Ed-Tech Tools Will Be Designed for Teachers, Not Solely for Students

Full disclaimer: I’ve given this section of the Marketbrief article my own, slightly stronger title. Sal and Jessie do call out that to date, ed-tech tools have been designed with the student as the primary end-user in mind. Proof of this problem lies in the fact that teachers aren’t always using the ed-tech tools they have access to.

Though it’s important to call out that many tools are purchased at the district level when they’re really intended for specific schools because it’s more affordable—therefore they appear to be underutilized—a 2018 report from BrightBytes found that the majority of app licenses purchased by school districts were never used. And another study by LearnTrials found that 65 percent of licenses were never or rarely used by students. This isn’t surprising, because ed-tech has been asking teachers to learn and promote all kinds of platforms and apps that are designed for their students, or administrators, but not for them.

User experience within these platforms and tools is, of course, important, but what about the analytics? To build tools that serve teachers as well as students, the data has to be standardized and fully interoperable. When it is, teachers are empowered with insights they can, and will, use every day. The bottom line: If ed-tech’s mission is to improve education, technology providers need to do their part to get our educators out of spreadsheets. And that means interoperable tools.

Mid adult professor teaching a lecture from desktop PC at computer lab

Ed-tech tools also need to be built with administrators and school districts in mind. Right now, there’s a vast disconnect. While the ed-tech sector booms, school district budgets are stretched. On average, around 85% of a school district’s budget is dedicated to personnel costs, so that doesn’t leave much discretionary spending to invest in shiny, new technology. And given the nature of public purchasing, technology contracts are long-term, so even if a district has the money for something new, they’re likely married to the tech tools they’ve already got.

For ed-tech companies to be both impactful and profitable, they need to consider the school district’s entire ecosystem of tools, to inspire learning and support the craft of teaching. School districts need and deserve tools that are easy for their educators to use, tools that will work with any and all of their other systems—even if they are in direct competition.
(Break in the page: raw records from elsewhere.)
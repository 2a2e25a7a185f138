use std::io::Cursor;

use image::{codecs::jpeg::JpegEncoder, imageops::FilterType, DynamicImage};

use crate::{
    config::ImagingConfig,
    error::{MemeError, Result},
    models::ImagePayload,
};

pub const OUTPUT_MIME: &str = "image/jpeg";

/// Bounds an uploaded image to a transmittable size.
#[derive(Debug, Clone, Copy)]
pub struct ImageNormalizer {
    max_dimension: u32,
    jpeg_quality: u8,
}

impl Default for ImageNormalizer {
    fn default() -> Self {
        Self::from_config(&ImagingConfig::default())
    }
}

impl ImageNormalizer {
    pub fn new(max_dimension: u32, jpeg_quality: u8) -> Self {
        Self {
            max_dimension: max_dimension.max(1),
            jpeg_quality: jpeg_quality.clamp(1, 100),
        }
    }

    pub fn from_config(config: &ImagingConfig) -> Self {
        Self::new(config.max_dimension, config.jpeg_quality)
    }

    /// Decodes `raw`, shrinks it so neither side exceeds the cap, and
    /// re-encodes it as JPEG.
    pub fn normalize(&self, raw: &[u8]) -> Result<ImagePayload> {
        if raw.is_empty() {
            return Err(MemeError::UnsupportedMedia("empty file".into()));
        }
        let decoded = image::load_from_memory(raw)
            .map_err(|e| MemeError::UnsupportedMedia(e.to_string()))?;

        let bounded = self.bound(decoded);
        let rgb = DynamicImage::ImageRgb8(bounded.to_rgb8());

        let mut encoded = Vec::new();
        let encoder = JpegEncoder::new_with_quality(Cursor::new(&mut encoded), self.jpeg_quality);
        rgb.write_with_encoder(encoder)
            .map_err(|e| MemeError::InternalError(format!("JPEG encoding failed: {}", e)))?;

        log::debug!(
            "Normalized image to {}x{} ({} bytes)",
            rgb.width(),
            rgb.height(),
            encoded.len()
        );
        Ok(ImagePayload::new(encoded, OUTPUT_MIME, rgb.width(), rgb.height()))
    }

    fn bound(&self, image: DynamicImage) -> DynamicImage {
        if image.width().max(image.height()) <= self.max_dimension {
            return image;
        }
        // `resize` keeps the aspect ratio and fits inside the box.
        image.resize(self.max_dimension, self.max_dimension, FilterType::Triangle)
    }
}

#[cfg(test)]
mod tests {
    use super::*;
    use image::{ImageFormat, Rgb, RgbImage};

    fn png(width: u32, height: u32) -> Vec<u8> {
        let img = RgbImage::from_pixel(width, height, Rgb([200, 30, 30]));
        let mut out = Vec::new();
        DynamicImage::ImageRgb8(img)
            .write_to(&mut Cursor::new(&mut out), ImageFormat::Png)
            .unwrap();
        out
    }

    #[test]
    fn large_image_is_scaled_preserving_aspect() {
        let payload = ImageNormalizer::default().normalize(&png(1600, 1000)).unwrap();
        assert_eq!(payload.mime_type(), "image/jpeg");
        assert_eq!(payload.width(), 800);
        assert_eq!(payload.height(), 500);

        let decoded = image::load_from_memory(payload.bytes()).unwrap();
        assert_eq!((decoded.width(), decoded.height()), (800, 500));
    }

    #[test]
    fn tall_image_caps_height() {
        let payload = ImageNormalizer::default().normalize(&png(300, 1200)).unwrap();
        assert_eq!((payload.width(), payload.height()), (200, 800));
    }

    #[test]
    fn small_image_is_not_upscaled() {
        let payload = ImageNormalizer::default().normalize(&png(120, 90)).unwrap();
        assert_eq!((payload.width(), payload.height()), (120, 90));
    }

    #[test]
    fn non_image_is_unsupported_media() {
        let err = ImageNormalizer::default()
            .normalize(b"%PDF-1.4 definitely not a bitmap")
            .unwrap_err();
        assert!(matches!(err, MemeError::UnsupportedMedia(_)));

        let err = ImageNormalizer::default().normalize(&[]).unwrap_err();
        assert!(matches!(err, MemeError::UnsupportedMedia(_)));
    }
}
Not a new idea, this is the idea of “coopetition” and it happens in other sectors; ed-tech companies must cooperate better in order to compete better.

The #1 Challenge Facing the Ed-Tech Industry This Decade is (Drumroll, Please…) Interoperability 

The Marketbrief piece wraps up by calling out interoperability as the key challenge causing the most confusion and inefficiency in the sector today.

Khan himself is looking at how he can integrate his learning platform with school districts’ systems “so they can provide support to schools directly in working with their students.” (We’ll save the technical and philosophical differences between “integration” and “interoperability” for another day, because that’s an article of its own…)

Directly related to interoperability, Khan calls out data privacy shortcomings in ed-tech, which will likely suffer some missteps before companies and school systems get serious about interoperability. One problem is the way the sector is viewing privacy, security, and interoperability as three separate issues. Rather, education agencies achieve better privacy and security through interoperability.

The good news is—I realized while reading this Marketbrief piece that I now expect articles by reputable ed-tech leaders to discuss interoperability as an important—if not the most important—topic that the sector needs to roll up its sleeves and address. The Ed-Fi Community has been working hard for the past decade, preparing for this moment when the rest of the sector would catch on, and now we’re extremely well-positioned entering into the decade ahead.